:: Task inputs ::

//! Bevy systems applying session messages.

use bevy::prelude::*;

use crate::config::EngineConfig;

use super::messages::{
    HistoryCommitted, JumpToHistoryRequest, LayerCommand, LayerCommandFailed, RedoRequest,
    SnapshotRestored, UndoRequest,
};
use super::state::{EditorSession, SessionError};

/// Run one command against the session
pub fn apply_command(session: &mut EditorSession, command: LayerCommand) -> Result<(), SessionError> {
    match command {
        LayerCommand::Add(layer) => session.add_layer(layer),
        LayerCommand::Update(layer) => {
            let id = layer.id().to_string();
            session.update_layer(&id, move |current| *current = layer)
        }
        LayerCommand::Move { id, x, y } => session.move_layer(&id, x, y),
        LayerCommand::Resize { id, width, height } => session.resize_layer(&id, width, height),
        LayerCommand::Rotate { id, degrees } => session.rotate_layer(&id, degrees),
        LayerCommand::SetText { id, text } => session.set_text(&id, text),
        LayerCommand::SetOpacity { id, opacity } => session.set_opacity(&id, opacity),
        LayerCommand::SetFilters { id, filters } => session.set_filters(&id, filters),
        LayerCommand::Delete { id } => session.delete_layer(&id),
        LayerCommand::Duplicate { id } => session.duplicate_layer(&id).map(|_| ()),
        LayerCommand::Reorder { id, direction } => session.reorder_layer(&id, direction),
        LayerCommand::Select { id } => session.select(id.as_deref()),
    }
}

/// System to apply layer commands in the order they were sent
pub fn handle_layer_commands(
    mut events: MessageReader<LayerCommand>,
    mut session: ResMut<EditorSession>,
    mut committed: MessageWriter<HistoryCommitted>,
    mut failed: MessageWriter<LayerCommandFailed>,
) {
    for command in events.read() {
        let before = session.history().current().id();
        match apply_command(&mut session, command.clone()) {
            Ok(()) => {
                let entry = session.history().current();
                if entry.id() != before {
                    committed.write(HistoryCommitted {
                        entry_id: entry.id(),
                        action: entry.action(),
                        description: entry.description().to_string(),
                    });
                }
            }
            Err(error) => {
                warn!("Layer command rejected: {}", error);
                failed.write(LayerCommandFailed { error });
            }
        }
    }
}

fn restored(session: &EditorSession) -> SnapshotRestored {
    let entry = session.history().current();
    SnapshotRestored {
        cursor: session.history().cursor(),
        action: entry.action(),
        description: entry.description().to_string(),
    }
}

/// System to handle undo requests
pub fn handle_undo_requests(
    mut events: MessageReader<UndoRequest>,
    mut session: ResMut<EditorSession>,
    mut restored_events: MessageWriter<SnapshotRestored>,
) {
    for _ in events.read() {
        if session.undo() {
            restored_events.write(restored(&session));
        }
    }
}

/// System to handle redo requests
pub fn handle_redo_requests(
    mut events: MessageReader<RedoRequest>,
    mut session: ResMut<EditorSession>,
    mut restored_events: MessageWriter<SnapshotRestored>,
) {
    for _ in events.read() {
        if session.redo() {
            restored_events.write(restored(&session));
        }
    }
}

/// System to handle history panel jumps
pub fn handle_jump_requests(
    mut events: MessageReader<JumpToHistoryRequest>,
    mut session: ResMut<EditorSession>,
    mut restored_events: MessageWriter<SnapshotRestored>,
) {
    for event in events.read() {
        if session.jump_to(event.index) {
            restored_events.write(restored(&session));
        } else {
            warn!("No history entry at index {}", event.index);
        }
    }
}

/// Ctrl+Z undoes, Ctrl+Y or Ctrl+Shift+Z redoes.
///
/// Does nothing in apps without keyboard input.
pub fn history_shortcuts(
    keyboard: Option<Res<ButtonInput<KeyCode>>>,
    mut undo_events: MessageWriter<UndoRequest>,
    mut redo_events: MessageWriter<RedoRequest>,
) {
    let Some(keyboard) = keyboard else {
        return;
    };
    let ctrl = keyboard.pressed(KeyCode::ControlLeft) || keyboard.pressed(KeyCode::ControlRight);
    if !ctrl {
        return;
    }
    let shift = keyboard.pressed(KeyCode::ShiftLeft) || keyboard.pressed(KeyCode::ShiftRight);

    if keyboard.just_pressed(KeyCode::KeyZ) {
        if shift {
            redo_events.write(RedoRequest);
        } else {
            undo_events.write(UndoRequest);
        }
    } else if keyboard.just_pressed(KeyCode::KeyY) {
        redo_events.write(RedoRequest);
    }
}

/// Keep the session in step with the config.
///
/// The configured canvas only applies while the composition is still empty.
pub fn sync_session_config(config: Res<EngineConfig>, mut session: ResMut<EditorSession>) {
    let max_entries = config.data.max_history_entries;
    if session.history().max_entries() != max_entries.map(|max| max.max(1)) {
        session.set_max_history(max_entries);
    }
    if session.layers().is_empty() && session.history().len() == 1 {
        let (width, height) = config.data.canvas_size();
        session.set_canvas(width, height);
    }
}
//! Database schema versioning for sosbeacon.
//!
//! Each migration is a list of statements applied inside one transaction
//! together with the version bump, so a database is never left half-migrated.

use rusqlite::{Connection, OptionalExtension};
use tracing::{debug, info};

use crate::error::{Error, Result};

use super::schema::{CREATE_METADATA_TABLE, SCHEMA_STATEMENTS};

/// Key used to store the schema version in the metadata table.
const VERSION_KEY: &str = "schema_version";

/// Ordered migrations. Version N is at index N - 1.
const MIGRATIONS: &[&[&str]] = &[
    // v1: initial schema
    SCHEMA_STATEMENTS,
];

/// The schema version this build expects.
#[allow(clippy::cast_possible_truncation, clippy::cast_possible_wrap)]
pub const CURRENT_VERSION: i32 = MIGRATIONS.len() as i32;

/// Bring the database schema up to [`CURRENT_VERSION`].
///
/// # Errors
///
/// Returns an error if a migration fails or the database was written by a
/// newer build.
pub fn initialize_schema(conn: &mut Connection) -> Result<()> {
    conn.execute(CREATE_METADATA_TABLE, [])?;

    let version = schema_version(conn)?;
    if version > CURRENT_VERSION {
        return Err(Error::DatabaseMigration {
            message: format!(
                "database schema version {version} is newer than supported version {CURRENT_VERSION}"
            ),
        });
    }

    for (index, statements) in MIGRATIONS.iter().enumerate().skip(version_index(version)) {
        let target = i32::try_from(index + 1).map_err(|_| Error::DatabaseMigration {
            message: format!("migration index {index} out of range"),
        })?;
        apply(conn, target, statements)?;
    }

    Ok(())
}

fn version_index(version: i32) -> usize {
    usize::try_from(version).unwrap_or(0)
}

fn apply(conn: &mut Connection, version: i32, statements: &[&str]) -> Result<()> {
    debug!(version, "Applying schema migration");
    let tx = conn.transaction()?;
    for statement in statements {
        tx.execute(statement, [])?;
    }
    tx.execute(
        "INSERT OR REPLACE INTO metadata (key, value) VALUES (?1, ?2)",
        (VERSION_KEY, version.to_string()),
    )?;
    tx.commit()?;
    info!(version, "Schema migrated");
    Ok(())
}

/// Read the stored schema version; 0 for a fresh database.
fn schema_version(conn: &Connection) -> Result<i32> {
    let value: Option<String> = conn
        .query_row(
            "SELECT value FROM metadata WHERE key = ?1",
            [VERSION_KEY],
            |row| row.get(0),
        )
        .optional()?;

    match value {
        None => Ok(0),
        Some(value) => value.parse().map_err(|_| Error::DatabaseMigration {
            message: format!("invalid schema version: {value}"),
        }),
    }
}

#[cfg(test)]
mod tests {
    use super::*;

    fn create_test_db() -> Connection {
        Connection::open_in_memory().expect("failed to create in-memory database")
    }

    fn table_exists(conn: &Connection, name: &str) -> bool {
        let count: i32 = conn
            .query_row(
                "SELECT COUNT(*) FROM sqlite_master WHERE type='table' AND name=?1",
                [name],
                |row| row.get(0),
            )
            .unwrap();
        count == 1
    }

    #[test]
    fn test_initialize_schema_creates_tables() {
        let mut conn = create_test_db();
        initialize_schema(&mut conn).expect("failed to initialize schema");

        assert!(table_exists(&conn, "sos_events"));
        assert!(table_exists(&conn, "metadata"));
    }

    #[test]
    fn test_initialize_schema_sets_version() {
        let mut conn = create_test_db();
        initialize_schema(&mut conn).unwrap();

        assert_eq!(schema_version(&conn).unwrap(), CURRENT_VERSION);
    }

    #[test]
    fn test_initialize_schema_idempotent() {
        let mut conn = create_test_db();

        initialize_schema(&mut conn).expect("first init failed");
        initialize_schema(&mut conn).expect("second init failed");

        assert_eq!(schema_version(&conn).unwrap(), CURRENT_VERSION);
    }

    #[test]
    fn test_schema_version_fresh_db() {
        let conn = create_test_db();
        conn.execute(CREATE_METADATA_TABLE, []).unwrap();

        assert_eq!(schema_version(&conn).unwrap(), 0);
    }

    #[test]
    fn test_invalid_schema_version() {
        let mut conn = create_test_db();
        conn.execute(CREATE_METADATA_TABLE, []).unwrap();
        conn.execute(
            "INSERT INTO metadata (key, value) VALUES (?1, 'abc')",
            [VERSION_KEY],
        )
        .unwrap();

        let err = initialize_schema(&mut conn).unwrap_err();
        assert!(err.to_string().contains("invalid schema version"));
    }

    #[test]
    fn test_newer_schema_is_rejected() {
        let mut conn = create_test_db();
        conn.execute(CREATE_METADATA_TABLE, []).unwrap();
        conn.execute(
            "INSERT INTO metadata (key, value) VALUES (?1, ?2)",
            (VERSION_KEY, (CURRENT_VERSION + 1).to_string()),
        )
        .unwrap();

        let err = initialize_schema(&mut conn).unwrap_err();
        assert!(err.to_string().contains("newer than supported"));
    }

    #[test]
    fn test_current_version_matches_migrations() {
        assert_eq!(version_index(CURRENT_VERSION), MIGRATIONS.len());
        assert!(CURRENT_VERSION >= 1);
    }

    #[test]
    fn test_indexes_created() {
        let mut conn = create_test_db();
        initialize_schema(&mut conn).unwrap();

        let indexes: Vec<String> = conn
            .prepare("SELECT name FROM sqlite_master WHERE type='index' AND tbl_name='sos_events'")
            .unwrap()
            .query_map([], |row| row.get(0))
            .unwrap()
            .filter_map(|r| r.ok())
            .collect();

        assert!(indexes.iter().any(|n| n.contains("created_at")));
        assert!(indexes.iter().any(|n| n.contains("user")));
    }
}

:::

**What this task involves:** Give a count of the lines above that include the word "transaction", and add nothing to it.

**The answer:** 2